Listen to Robin Brownlee Wednesdays and Thursdays from 3 p.m. to 5 p.m. on the Jason Gregor Show on TSN 1260.

PREVIOUSLY:



  • Craig1981

    I watched that video 5 times just now. One of the great moments in Oiler history.

    To understand the goal you need to understand that Canadians team were going south of the border every year. You never knew if the Oilers would leave town and that game could be their last.

  • Leef O'Golin

    I remember his speed provided a lot of breakaways, but he didn’t finish most of them.

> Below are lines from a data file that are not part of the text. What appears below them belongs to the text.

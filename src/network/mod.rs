//! Network Module
//!
//! UDP server and client.
//!
//! ## Architecture
//! - Server: one socket, one reusable buffer, one request at a time
//! - Client: one request datagram, one blocking receive

mod server;
mod client;

pub use server::Server;
pub use client::Client;
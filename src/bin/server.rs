//! passwdgen Server Binary
//!
//! Starts the UDP password generator server.

use clap::Parser;
use passwdgen::network::Server;
use passwdgen::protocol::DEFAULT_PORT;
use passwdgen::Config;
use tracing_subscriber::{fmt, EnvFilter};

/// passwdgen Server
#[derive(Parser, Debug)]
#[command(name = "passwdgen-server")]
#[command(about = "UDP password generator server")]
#[command(version)]
struct Args {
    /// Listen address (host:port)
    #[arg(short, long, default_value_t = format!("127.0.0.1:{}", DEFAULT_PORT))]
    listen: String,

    /// Log and drop malformed requests instead of exiting
    #[arg(long)]
    skip_malformed: bool,
}

fn main() {
    // Initialize tracing/logging
    let filter = EnvFilter::try_from_default_env()
        .unwrap_or_else(|_| EnvFilter::new("info,passwdgen=debug"));

    fmt()
        .with_env_filter(filter)
        .with_target(true)
        .with_thread_ids(true)
        .init();

    let args = Args::parse();

    tracing::info!("passwdgen Server v{}", passwdgen::VERSION);
    tracing::info!("Listen address: {}", args.listen);

    let config = Config::builder()
        .listen_addr(&args.listen)
        .skip_malformed(args.skip_malformed)
        .build();

    let mut server = match Server::bind(config) {
        Ok(s) => s,
        Err(e) => {
            tracing::error!("Failed to start server: {}", e);
            std::process::exit(1);
        }
    };

    if let Err(e) = server.run() {
        tracing::error!("Server error: {}", e);
        std::process::exit(1);
    }
}
//! # passwdgen
//!
//! A UDP password generator service:
//! - One request datagram, one reply datagram
//! - Five generation policies (numeric, alpha, mixed, secure, unambiguous)
//! - Synchronous, single-threaded server loop
//!
//! ## Architecture Overview
//!
//! ```text
//! ┌──────────────────────┐                      ┌──────────────────────┐
//! │    passwdgen-cli     │      "s#16"          │   passwdgen-server   │
//! │  (Command Parser)    │ ───────────────────► │   (Transport Loop)   │
//! │                      │ ◄─────────────────── │                      │
//! └──────────────────────┘   "Kq7!x...."        └──────────┬───────────┘
//!                                                          │
//!                                                          ▼
//!                                               ┌──────────────────────┐
//!                                               │  Password Generator  │
//!                                               │  (policy dispatch)   │
//!                                               └──────────────────────┘
//! ```

// =============================================================================
// Module Declarations
// =============================================================================

pub mod error;
pub mod config;

pub mod protocol;
pub mod command;
pub mod generator;
pub mod network;
pub mod session;

// =============================================================================
// Public API Re-exports
// =============================================================================

pub use error::{PasswdgenError, Result};
pub use config::Config;
pub use protocol::{PasswordRequest, PasswordType};

// =============================================================================
// Version Info
// =============================================================================

/// Current version of passwdgen
pub const VERSION: &str = env!("CARGO_PKG_VERSION");
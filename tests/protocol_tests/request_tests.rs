//! Tests for PasswordType and PasswordRequest

use passwdgen::protocol::{PasswordRequest, PasswordType, MAX_PASSWORD_LENGTH, MIN_PASSWORD_LENGTH};
use passwdgen::PasswdgenError;

#[test]
fn test_tag_mapping() {
    let expected = [
        ('n', PasswordType::Numeric),
        ('a', PasswordType::Alpha),
        ('m', PasswordType::Mixed),
        ('s', PasswordType::Secure),
        ('u', PasswordType::Unambiguous),
    ];

    for (tag, password_type) in expected {
        assert_eq!(PasswordType::from_tag(tag), Some(password_type));
        assert_eq!(password_type.tag(), tag);
    }
}

#[test]
fn test_unknown_tags() {
    for tag in ['x', 'N', 'h', 'q', '#', ' ', '9'] {
        assert_eq!(PasswordType::from_tag(tag), None);
        assert!(matches!(
            PasswordType::try_from(tag),
            Err(PasswdgenError::InvalidType(c)) if c == tag
        ));
    }
}

#[test]
fn test_display_names() {
    assert_eq!(PasswordType::Numeric.to_string(), "numeric");
    assert_eq!(PasswordType::Unambiguous.to_string(), "unambiguous");
}

#[test]
fn test_request_length_bounds() {
    assert!(PasswordRequest::new(PasswordType::Alpha, MIN_PASSWORD_LENGTH).is_ok());
    assert!(PasswordRequest::new(PasswordType::Alpha, MAX_PASSWORD_LENGTH).is_ok());

    assert!(matches!(
        PasswordRequest::new(PasswordType::Alpha, MIN_PASSWORD_LENGTH - 1),
        Err(PasswdgenError::InvalidLength(5))
    ));
    assert!(matches!(
        PasswordRequest::new(PasswordType::Alpha, MAX_PASSWORD_LENGTH + 1),
        Err(PasswdgenError::InvalidLength(33))
    ));
    assert!(PasswordRequest::new(PasswordType::Alpha, 0).is_err());
}

#[test]
fn test_request_accessors() {
    let request = PasswordRequest::new(PasswordType::Mixed, 12).unwrap();
    assert_eq!(request.password_type(), PasswordType::Mixed);
    assert_eq!(request.length(), 12);
}
//! Interactive session
//!
//! The prompt loop behind `passwdgen-cli`, generic over its input and
//! output so it can run against a terminal or an in-memory buffer.
//!
//! Errors from a single exchange (bad input, socket failure, no reply) are
//! printed and the user is prompted again. Only failures reading the input
//! or writing the output end the session.

use std::io::{BufRead, Write};

use crate::command::{parse_input, Input, HELP_TEXT, PROMPT};
use crate::config::Config;
use crate::error::Result;
use crate::network::Client;
use crate::protocol::PasswordRequest;

/// Printed after each generated password
pub const SEPARATOR: &str = "***************************************";

/// Printed when the user quits
pub const GOODBYE: &str = "Exited correctly.";

/// One request/reply exchange on a fresh socket
pub fn exchange(config: &Config, request: &PasswordRequest) -> Result<String> {
    let mut client = Client::connect(config)?;
    client.request(request)
}

/// Write a generated password the way the CLI shows it
pub fn print_password<W: Write>(output: &mut W, password: &str) -> Result<()> {
    writeln!(output, "Password generated: {}", password)?;
    writeln!(output, "{}", SEPARATOR)?;
    Ok(())
}

/// Prompt until the user quits or the input ends
pub fn run_interactive<R: BufRead, W: Write>(
    config: &Config,
    input: R,
    output: &mut W,
) -> Result<()> {
    let mut lines = input.lines();

    loop {
        write!(output, "{}", PROMPT)?;
        output.flush()?;

        let line = match lines.next() {
            Some(line) => line?,
            None => return Ok(()),
        };

        let request = match parse_input(&line) {
            Ok(Input::Help) => {
                writeln!(output, "{}", HELP_TEXT)?;
                continue;
            }
            Ok(Input::Quit) => {
                writeln!(output, "{}", GOODBYE)?;
                return Ok(());
            }
            Ok(Input::Generate(request)) => request,
            Err(e) => {
                writeln!(output, "ERR: {}", e)?;
                continue;
            }
        };

        match exchange(config, &request) {
            Ok(password) => print_password(output, &password)?,
            Err(e) => {
                tracing::warn!("Request {:?} failed: {}", request, e);
                writeln!(output, "ERR: {}", e)?;
            }
        }
    }
}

THAT goal ranks right up there with Moose’s Game 3 wrister against the Islanders for me.

    • dangilitis

      I felt the same way, would love to watch the breakaways but when I realized it was Todd I would usually sit back down.

      Then he had that incredible season by his standards when pucks started going in and he bolted out of Edmonton for a payday at the first chance.

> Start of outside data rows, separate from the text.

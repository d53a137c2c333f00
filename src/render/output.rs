// SPDX-License-Identifier: PMPL-1.0-or-later

//! Serialization helpers for printed/exported result views

use crate::i18n::Lang;
use crate::render::html;
use crate::render::text::ViewFormatter;
use crate::render::ResultsView;
use anyhow::Result;
use clap::ValueEnum;
use std::path::Path;

#[derive(Debug, Clone, Copy, PartialEq, Eq, ValueEnum)]
pub enum ViewOutputFormat {
    Text,
    Json,
    Yaml,
    Html,
}

impl ViewOutputFormat {
    pub fn parse(value: &str) -> Option<Self> {
        match value.to_ascii_lowercase().as_str() {
            "text" | "txt" => Some(ViewOutputFormat::Text),
            "json" => Some(ViewOutputFormat::Json),
            "yaml" | "yml" => Some(ViewOutputFormat::Yaml),
            "html" | "htm" => Some(ViewOutputFormat::Html),
            _ => None,
        }
    }

    /// Format for an export: the explicit choice, else the one named by the
    /// output file's extension, else text.
    pub fn resolve(explicit: Option<Self>, output: Option<&Path>) -> Self {
        explicit
            .or_else(|| {
                output
                    .and_then(Path::extension)
                    .and_then(|ext| ext.to_str())
                    .and_then(Self::parse)
            })
            .unwrap_or(ViewOutputFormat::Text)
    }

    pub fn extension(&self) -> &'static str {
        match self {
            ViewOutputFormat::Text => "txt",
            ViewOutputFormat::Json => "json",
            ViewOutputFormat::Yaml => "yaml",
            ViewOutputFormat::Html => "html",
        }
    }

    pub fn serialize(&self, view: &ResultsView, lang: Lang) -> Result<String> {
        match self {
            ViewOutputFormat::Text => Ok(ViewFormatter::plain().format(view, lang)),
            ViewOutputFormat::Json => Ok(serde_json::to_string_pretty(view)?),
            ViewOutputFormat::Yaml => Ok(serde_yaml::to_string(view)?),
            ViewOutputFormat::Html => Ok(html::to_html_document(view, lang)),
        }
    }
}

      Yes that goal was amazing and I still remember watching it live, but IMO he’s not a top 50 player of this franchise, having been a 3rd line forward for much of his time here.

      In fact, what he accomplished in the regular season was no different than Pisani, he just did it here longer because he didn’t get ulcerative colitis in the process. His playoff performance in 1997 pales in comparison to pisani’s, and he left town as soon as he could cash a bigger cheque while Pisani is a hometown hero who only left Edmonton when his health had robbed him of a career and he was no longer wanted.

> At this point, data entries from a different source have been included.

// SPDX-License-Identifier: PMPL-1.0-or-later

//! Translation catalog for manual-finder.
//!
//! Embeds all user-facing static strings for the two supported locales as a
//! compile-time table. Lookup is a linear scan, which is fine for the couple
//! of dozen keys involved.
//!
//! ## Adding a new key
//!
//! 1. Add the English entry to `EN`
//! 2. Add the Japanese entry to `JA` (missing keys fall back to English)

use serde::Serialize;

/// Supported display locales.
///
/// Japanese is the primary locale, English the secondary one. Ordering of
/// [`Lang::all`] is the order of the locale-switch controls.
#[derive(Debug, Clone, Copy, PartialEq, Eq, Hash, Serialize)]
#[serde(rename_all = "lowercase")]
pub enum Lang {
    Ja,
    En,
}

impl Lang {
    pub const PRIMARY: Lang = Lang::Ja;
    pub const SECONDARY: Lang = Lang::En;

    /// ISO 639-1 two-letter code for this locale.
    pub fn code(&self) -> &'static str {
        match self {
            Lang::Ja => "ja",
            Lang::En => "en",
        }
    }

    /// Parse a locale tag. Exact, lowercase codes only.
    pub fn from_code(code: &str) -> Option<Lang> {
        match code {
            "ja" => Some(Lang::Ja),
            "en" => Some(Lang::En),
            _ => None,
        }
    }

    /// Map a reported language preference to the nearest supported locale.
    ///
    /// Accepts BCP 47 tags (`ja-JP`) and POSIX locale strings
    /// (`ja_JP.UTF-8`). Anything that starts with the primary locale's tag
    /// selects it; everything else, including an empty preference, selects
    /// the secondary locale.
    pub fn from_preference(preference: &str) -> Lang {
        if preference
            .trim()
            .to_lowercase()
            .starts_with(Lang::PRIMARY.code())
        {
            Lang::PRIMARY
        } else {
            Lang::SECONDARY
        }
    }

    /// All supported locales, in control order.
    pub fn all() -> &'static [Lang] {
        &[Lang::Ja, Lang::En]
    }

    /// The other supported locale.
    pub fn toggled(&self) -> Lang {
        match self {
            Lang::Ja => Lang::En,
            Lang::En => Lang::Ja,
        }
    }

    /// Name of the locale written in its own script, for switch controls.
    pub fn native_name(&self) -> &'static str {
        match self {
            Lang::Ja => "日本語",
            Lang::En => "English",
        }
    }
}

impl Default for Lang {
    fn default() -> Self {
        Lang::PRIMARY
    }
}

impl std::fmt::Display for Lang {
    fn fmt(&self, f: &mut std::fmt::Formatter<'_>) -> std::fmt::Result {
        write!(f, "{}", self.code())
    }
}

// ─── Translation Lookup ─────────────────────────────────────────────

/// Look up a translation key in the specified locale.
///
/// Falls back to English if the key is missing in the requested locale and
/// returns `""` if it is missing everywhere. Never panics.
///
/// # Examples
///
/// ```
/// use manual_finder::i18n::{t, Lang};
/// assert_eq!(t(Lang::En, "link.manuals"), "Manuals");
/// assert_eq!(t(Lang::Ja, "link.manuals"), "マニュアル");
/// ```
pub fn t(lang: Lang, key: &str) -> &'static str {
    if let Some(value) = lookup(catalog_for(lang), key) {
        return value;
    }
    if lang != Lang::En {
        if let Some(value) = lookup(EN, key) {
            return value;
        }
    }
    ""
}

fn lookup(catalog: &'static [(&'static str, &'static str)], key: &str) -> Option<&'static str> {
    catalog.iter().find(|&&(k, _)| k == key).map(|&(_, v)| v)
}

fn catalog_for(lang: Lang) -> &'static [(&'static str, &'static str)] {
    match lang {
        Lang::Ja => JA,
        Lang::En => EN,
    }
}

// ─── English (all keys defined here) ────────────────────────────────

const EN: &[(&str, &str)] = &[
    ("app.title", "Manufacturer Manual Finder"),
    ("app.subtitle", "Official manual and support pages, by brand"),
    ("search.label", "Search"),
    ("search.placeholder", "Brand, product name, category or tag"),
    ("category.label", "Category"),
    ("category.all", "All categories"),
    ("quick.label", "Quick brands"),
    ("results.count", "results"),
    ("results.empty", "No manuals matched your search."),
    ("results.loading", "Loading catalog..."),
    ("link.manuals", "Manuals"),
    ("link.support", "Support"),
    ("lang.label", "Language"),
    (
        "tui.controls",
        "Type to search, [Tab/Shift+Tab] Category, [Ctrl+B] Quick brand, [Ctrl+U] Clear, [F2] Language, [Up/Down] Scroll, [Esc] Quit",
    ),
];

// ─── Japanese ───────────────────────────────────────────────────────

const JA: &[(&str, &str)] = &[
    ("app.title", "メーカー取扱説明書ナビ"),
    ("app.subtitle", "ブランド別の公式マニュアル・サポートページ"),
    ("search.label", "検索"),
    ("search.placeholder", "ブランド名・製品名・カテゴリ・タグ"),
    ("category.label", "カテゴリ"),
    ("category.all", "すべてのカテゴリ"),
    ("quick.label", "よく使うメーカー"),
    ("results.count", "件"),
    ("results.empty", "該当するマニュアルが見つかりませんでした。"),
    ("results.loading", "データを読み込んでいます..."),
    ("link.manuals", "マニュアル"),
    ("link.support", "サポートTOP"),
    ("lang.label", "言語"),
    (
        "tui.controls",
        "入力で検索、[Tab/Shift+Tab] カテゴリ、[Ctrl+B] メーカー選択、[Ctrl+U] クリア、[F2] 言語、[↑/↓] スクロール、[Esc] 終了",
    ),
];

  • Every Oiler fan old enough to have watched that series knows where they were when that goal was scored.

    I was in Chili’s on 170th Street & Stony Plain Road, watching the game in the bar. Marchant scored and the place went absolutely ham. It was glorious. I got soaked with beer and so did everyone else and nobody cared.

  • ubermiguel

    Two big omissions: the great story about how Sather thought he was trading for Todd’s bigger brother (http://oilersnation.com/2013/4/19/nation-profile-todd-marchant). I love that Sather fell bassackwards into one of the best Oilers ever (certainly one of my favourites). Also you have him listed as a left winger, but his best work was as as a centre. Great face off guy, back checked, never took a night off to my recollection.

    • I’ve never considered Todd a winger . . .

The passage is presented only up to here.